Features

Ye Old Mill

If these walls could talk.

Ye Old Mill
Photo By Cameron Wittig

Every August, in anticipation of the Great Minnesota Get-Together, we dutifully make lists of the new fried foods we want to try and promise to save Grandma a seat to watch Frank and Amelia. But we never talk about what really thrills us: what goes down inside the State Fair’s 99-year-old heart of darkness, Ye Old Mill. For thousands of Minnesotans, it’s here, aboard the tiny wooden boats in this ancient “tunnel of love” filled with pirated Disney dwarves and plywood rainbows, that we experience our first jolt of illicitness, be it a kiss, a touch, or a toke.

When I mention this phenomenon to John Keenan, the patriarch of the Burnsville family that has owned and run Ye Old Mill since Keenan’s grandfather built it using items from the Philadelphia Toboggan Company in 1915, he offers an amused Midwestern “heh, heh.”

Keenan knows that sometimes the most memorable kind of fun isn’t all that good or clean. “My grandfather owned vaudeville theaters in Philadelphia around the turn of the century,” he says. But, anticipating the changing taste in entertainment, he sold the theaters to develop amusement park rides. “He just hoped like hell this contraption would work,” he says.
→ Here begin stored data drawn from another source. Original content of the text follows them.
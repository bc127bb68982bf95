use super::{VideoBackend, VideoReader, VideoWriter};
use crate::pipeline::cv::{frame_to_mat, mat_to_frame};
use crate::pipeline::types::Frame;
use anyhow::{anyhow, bail, Result};
use opencv::{
    core::{Mat, Size},
    imgproc,
    prelude::*,
    videoio::{self, VideoCapture, CAP_ANY, CAP_PROP_FPS, CAP_PROP_FRAME_COUNT},
};
use std::path::Path;

/// Video I/O through OpenCV's `VideoCapture` and `VideoWriter`.
pub struct OpencvBackend;

impl VideoBackend for OpencvBackend {
    fn name(&self) -> &'static str {
        "opencv"
    }

    fn open_reader(&self, path: &Path) -> Result<Box<dyn VideoReader>> {
        Ok(Box::new(OpencvReader::new(path)?))
    }

    fn open_writer(
        &self,
        path: &Path,
        fps: f64,
        dimensions: (u32, u32),
    ) -> Result<Box<dyn VideoWriter>> {
        Ok(Box::new(OpencvWriter::new(path, fps, dimensions)?))
    }
}

fn path_str(path: &Path) -> Result<&str> {
    path.to_str()
        .ok_or_else(|| anyhow!("Path is not valid UTF-8: {}", path.display()))
}

pub struct OpencvReader {
    capture: VideoCapture,
    source_fps: f64,
    total_frames: u64,
    width: u32,
    height: u32,
}

impl OpencvReader {
    pub fn new(path: &Path) -> Result<Self> {
        let capture = VideoCapture::from_file(path_str(path)?, CAP_ANY)?;
        if !capture.is_opened()? {
            bail!("Failed to open video file: {}", path.display());
        }

        let mut fps = capture.get(CAP_PROP_FPS)?;
        if fps <= 0.0 {
            tracing::warn!("OpencvReader: Failed to get FPS from metadata, falling back to 30.0");
            fps = 30.0;
        }
        let total_frames = capture.get(CAP_PROP_FRAME_COUNT)?.max(0.0) as u64;
        let coded_width = capture.get(videoio::CAP_PROP_FRAME_WIDTH)? as u32;
        let coded_height = capture.get(videoio::CAP_PROP_FRAME_HEIGHT)? as u32;
        // The FFmpeg backend rotates decoded frames; the size properties do not.
        let rotation = capture.get(videoio::CAP_PROP_ORIENTATION_META).unwrap_or(0.0);
        let (width, height) = if (rotation.round() as i64).rem_euclid(180) == 90 {
            (coded_height, coded_width)
        } else {
            (coded_width, coded_height)
        };

        tracing::info!(
            "OpencvReader: opened {}, fps={:.2}, frames={}, size={}x{}",
            path.display(),
            fps,
            total_frames,
            width,
            height
        );

        Ok(Self {
            capture,
            source_fps: fps,
            total_frames,
            width,
            height,
        })
    }
}

impl VideoReader for OpencvReader {
    fn frame_count(&self) -> u64 {
        self.total_frames
    }

    fn source_fps(&self) -> f64 {
        self.source_fps
    }

    fn dimensions(&self) -> (u32, u32) {
        (self.width, self.height)
    }

    fn next_frame(&mut self) -> Result<Option<Frame>> {
        let mut bgr = Mat::default();
        if !self.capture.read(&mut bgr)? || bgr.empty() {
            return Ok(None);
        }
        let mut rgb = Mat::default();
        imgproc::cvt_color_def(&bgr, &mut rgb, imgproc::COLOR_BGR2RGB)?;
        Ok(Some(mat_to_frame(&rgb)?))
    }
}

pub struct OpencvWriter {
    writer: videoio::VideoWriter,
    width: u32,
    height: u32,
}

impl OpencvWriter {
    pub fn new(path: &Path, fps: f64, (width, height): (u32, u32)) -> Result<Self> {
        let fourcc = videoio::VideoWriter::fourcc('m', 'p', '4', 'v')?;
        let writer = videoio::VideoWriter::new(
            path_str(path)?,
            fourcc,
            fps,
            Size::new(width as i32, height as i32),
            true,
        )?;
        if !writer.is_opened()? {
            bail!("Failed to open video writer: {}", path.display());
        }
        Ok(Self {
            writer,
            width,
            height,
        })
    }
}

impl VideoWriter for OpencvWriter {
    fn write_frame(&mut self, frame: &Frame) -> Result<()> {
        if frame.dimensions() != (self.width, self.height) {
            bail!(
                "Frame size {:?} does not match writer size {}x{}",
                frame.dimensions(),
                self.width,
                self.height
            );
        }
        let rgb = frame_to_mat(frame)?;
        let mut bgr = Mat::default();
        imgproc::cvt_color_def(&rgb, &mut bgr, imgproc::COLOR_RGB2BGR)?;
        self.writer.write(&bgr)?;
        Ok(())
    }

    fn finish(mut self: Box<Self>) -> Result<()> {
        self.writer.release()?;
        Ok(())
    }
}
The family originally owned seven tunnels of love all around the country, but by the time Keenan inherited Ye Old Mill in 1957, there were only two left. It’s still the family business: Keenan pays a couple of his grandsons to fix the boats and tune the 100-year-old General Electric engine that turns the mill, and all of his sons fly in from around the country each August to help their dad run it during the State Fair­. And even in the 21st century, it’s a successful piece of capital: Last summer, 47,000 people paid $3.25 a pop to float through.